Things I am Grateful for (in no particular order):
  • Grooveshark
  • The dog park
  • My boobs (I hope I get to keep them!)
  • Target
  • Whey Protein
  • My new car
  • Mommy
  • My beautiful home with kick ass party decks (oh yeah…I have two!)
  • My Boys (please see this under things that annoy me, too)
  • DIRECTV!!
  • Droid
  • Seattle
  • SAINTS!
  • Fantasy Football (specifically, my QB Aaron Rodgers)
  • My friends and family
  • Sugar free popsicles
  • Bath and Body Works
  • Jimi Hendrix
  • Seth MacFarlane (will he ever know how much I love him?)
  • Pedicures
  • Jenn (these are in order…because I know that bitch’s feet need some attention, too!)
  • Scented candles (anyone who’s been to my house knows this is an addiction)
  • George St. Pierre

Things That Annoy Me (in no particular order)

  • People who use "literally" incorrectly. That, literally, makes me want to stick my pen in my eyeball
  • Any modern pop singer
  • Not trusting a fart
  • People who don’t know how to use the self check-out
  • Teenagers
  • People who use quotes “incorrectly”
  • My Boys
  • People who stop in a merge lane. Fucking MERGE already!!!
  • Texting and driving
  • “Plus size” Halloween costumes
  • People who drop in to see me, but are really only there because the bathroom outside my office is closed for cleaning and they are just really waiting to pee. You don’t fool me. 

I am sure there is more but I really wanted to focus on the positive of the day. I am down 22lbs. I think that number made it all worth it. Now…I can’t WAIT to get make into my full workout routine!

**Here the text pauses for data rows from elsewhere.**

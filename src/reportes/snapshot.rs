//! Snapshot loaders for the reporting engine: the event resolver and the
//! licencia lookups. Each report resolves its own snapshot and computes
//! purely from it.

use std::collections::HashSet;

use crate::db::DbPool;

/// Event category the polymorphic attendance list can point at.
#[derive(Debug, Clone, Copy, PartialEq, Eq, Hash)]
pub enum Categoria {
    Citacion,
    Emergencia,
}

impl Categoria {
    pub fn as_str(self) -> &'static str {
        match self {
            Categoria::Citacion => "citacion",
            Categoria::Emergencia => "emergencia",
        }
    }

    fn tabla(self) -> &'static str {
        match self {
            Categoria::Citacion => "citaciones",
            Categoria::Emergencia => "emergencias",
        }
    }
}

/// A reportable event: one with an attendance list attached. Events
/// without a list never appear here, and dangling lists (whose event is
/// gone) are excluded by the join.
#[derive(Debug, Clone, sqlx::FromRow)]
pub struct EventoResuelto {
    pub evento_id: i64,
    pub lista_id: i64,
}

/// Resolve events of one category, optionally restricted to a calendar
/// year, each paired with its attendance list. Creation order.
pub async fn resolver_eventos(
    pool: &DbPool,
    categoria: Categoria,
    anio: Option<i64>,
) -> Result<Vec<EventoResuelto>, sqlx::Error> {
    let sql = format!(
        "SELECT e.id AS evento_id, l.id AS lista_id \
         FROM {tabla} e \
         JOIN listas_asistencia l ON l.evento_tipo = ?1 AND l.evento_id = e.id \
         WHERE ?2 IS NULL OR CAST(strftime('%Y', e.fecha) AS INTEGER) = ?2 \
         ORDER BY e.id, l.id",
        tabla = categoria.tabla(),
    );
    sqlx::query_as::<_, EventoResuelto>(&sql)
        .bind(categoria.as_str())
        .bind(anio)
        .fetch_all(pool)
        .await
}

/// One attendance record as the classifier consumes it.
#[derive(Debug, Clone, sqlx::FromRow)]
pub struct Registro {
    pub bombero_id: i64,
    pub asistio: bool,
    pub hora_llegada: Option<String>,
}

pub async fn registros_de_lista(
    pool: &DbPool,
    lista_id: i64,
) -> Result<Vec<Registro>, sqlx::Error> {
    sqlx::query_as::<_, Registro>(
        "SELECT bombero_id, asistio, hora_llegada FROM asistencias \
         WHERE lista_id = ?1 ORDER BY id",
    )
    .bind(lista_id)
    .fetch_all(pool)
    .await
}

#[derive(Debug, Clone, sqlx::FromRow)]
pub struct LicenciaSnapshot {
    pub autor_id: i64,
    pub motivo: String,
    pub fecha_licencia: String,
}

/// Licencias attached to one citación, in submission order.
pub async fn licencias_de_citacion(
    pool: &DbPool,
    citacion_id: i64,
) -> Result<Vec<LicenciaSnapshot>, sqlx::Error> {
    sqlx::query_as::<_, LicenciaSnapshot>(
        "SELECT autor_id, motivo, fecha_licencia FROM licencias \
         WHERE citacion_id = ?1 ORDER BY fecha_licencia, id",
    )
    .bind(citacion_id)
    .fetch_all(pool)
    .await
}

/// Citación ids within a year for which the member holds a licencia.
pub async fn citaciones_con_licencia_de(
    pool: &DbPool,
    autor_id: i64,
    anio: i64,
) -> Result<HashSet<i64>, sqlx::Error> {
    let rows: Vec<(i64,)> = sqlx::query_as(
        "SELECT l.citacion_id FROM licencias l \
         JOIN citaciones c ON c.id = l.citacion_id \
         WHERE l.autor_id = ?1 AND CAST(strftime('%Y', c.fecha) AS INTEGER) = ?2",
    )
    .bind(autor_id)
    .bind(anio)
    .fetch_all(pool)
    .await?;
    Ok(rows.into_iter().map(|(id,)| id).collect())
}

/// All (citacion_id, autor_id) licencia pairs for a year.
pub async fn licencias_por_anio(
    pool: &DbPool,
    anio: i64,
) -> Result<Vec<(i64, i64)>, sqlx::Error> {
    sqlx::query_as(
        "SELECT l.citacion_id, l.autor_id FROM licencias l \
         JOIN citaciones c ON c.id = l.citacion_id \
         WHERE CAST(strftime('%Y', c.fecha) AS INTEGER) = ?1",
    )
    .bind(anio)
    .fetch_all(pool)
    .await
}
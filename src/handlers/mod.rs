pub mod archivo_handlers;
pub mod asistencia_handlers;
pub mod citacion_handlers;
pub mod emergencia_handlers;
pub mod licencia_handlers;
pub mod lista_handlers;
pub mod tesoreria_handlers;
pub mod user_handlers;

use std::collections::HashMap;

use crate::errors::AppError;

/// Optional `anio` query parameter; malformed input is a client error.
pub(crate) fn parse_anio(query: &HashMap<String, String>) -> Result<Option<i64>, AppError> {
    match query.get("anio") {
        None => Ok(None),
        Some(valor) => valor
            .parse::<i64>()
            .map(Some)
            .map_err(|_| AppError::InvalidParameter("Parámetro 'anio' inválido.".to_string())),
    }
}

pub(crate) fn require_anio(query: &HashMap<String, String>) -> Result<i64, AppError> {
    parse_anio(query)?.ok_or_else(|| {
        AppError::InvalidParameter("Debe proporcionar el parámetro 'anio'.".to_string())
    })
}

pub(crate) fn parse_id(query: &HashMap<String, String>, key: &str) -> Result<Option<i64>, AppError> {
    match query.get(key) {
        None => Ok(None),
        Some(valor) => valor
            .parse::<i64>()
            .map(Some)
            .map_err(|_| AppError::InvalidParameter(format!("Parámetro '{key}' inválido."))),
    }
}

I will see that number drop more AND I will fell stronger, sexier and more confident

If I could only trust a fart….life would be perfect.

Tuesday, October 4, 2011

Sucks and the City

One week down, a lifetime to go.

At this time last Tuesday I was waking up in the recovery room with a bad ass high and the feeling that I had just been shanked. Today, the bad ass high is gone but the feeling I have been shanked (physically and emotionally) is still here.

I don’t think I was fully prepared for the next steps. I was so focused on my ultimate result that I never considered the transition phase; the actual hard work that comes with this level of transformation. I feel depressed and lethargic. I don’t know if it’s the lack of calories, lack of social interaction or just plain, old detox that I am going through, but it sucks!

And speaking of sucks…everything I take in has to, theoretically, be able to pass through a straw. Yup, two weeks of liquid proteins only.  Now, usually the thought of sucking liquid protein  would appeal to me, but for two weeks straight? Ugh! I have actually considered what a blended Whopper would taste like. So far, I have decided against the pureed burger approach, but by next week I may change my mind. My dietician recommended pureeing meat with a broth or low fat gravy. Are you fucking kidding me? That skinny bitch actually suggested this. Mmmmmm…prime rib au jus frappachino!

So…between my Beef Carpaccio slushies, emotional crying jags, lack of sex (sorry, Mom but it’s true) and general bitchiness…I have to ask myself: Is this all worth it? This is not me! I am happy and joyful and positive. Oh Shit! What if this is the person I am becoming? What if I am a total negative asshole? Would I rather be fat and happy or a thin asshole? I desperately hope this doesn’t last.

I am waiting for happy to happen. Is happiness a goal weight or size? Is it wearing 6’’ Christian Louboutins? Is it competing in another triathlon or completing a 14neer? Or maybe it is just the choice I make every day to do better for myself. Damn it! Happiness is not passive. It is something I have to focus on and choose each day. As lost, alone, sad, hungry, deprived and down as I feel, I have to choose to snap out of it! I have to push through as part of the overall transformation.

Or…maybe I just need a hard, long, think tube of liquid protein.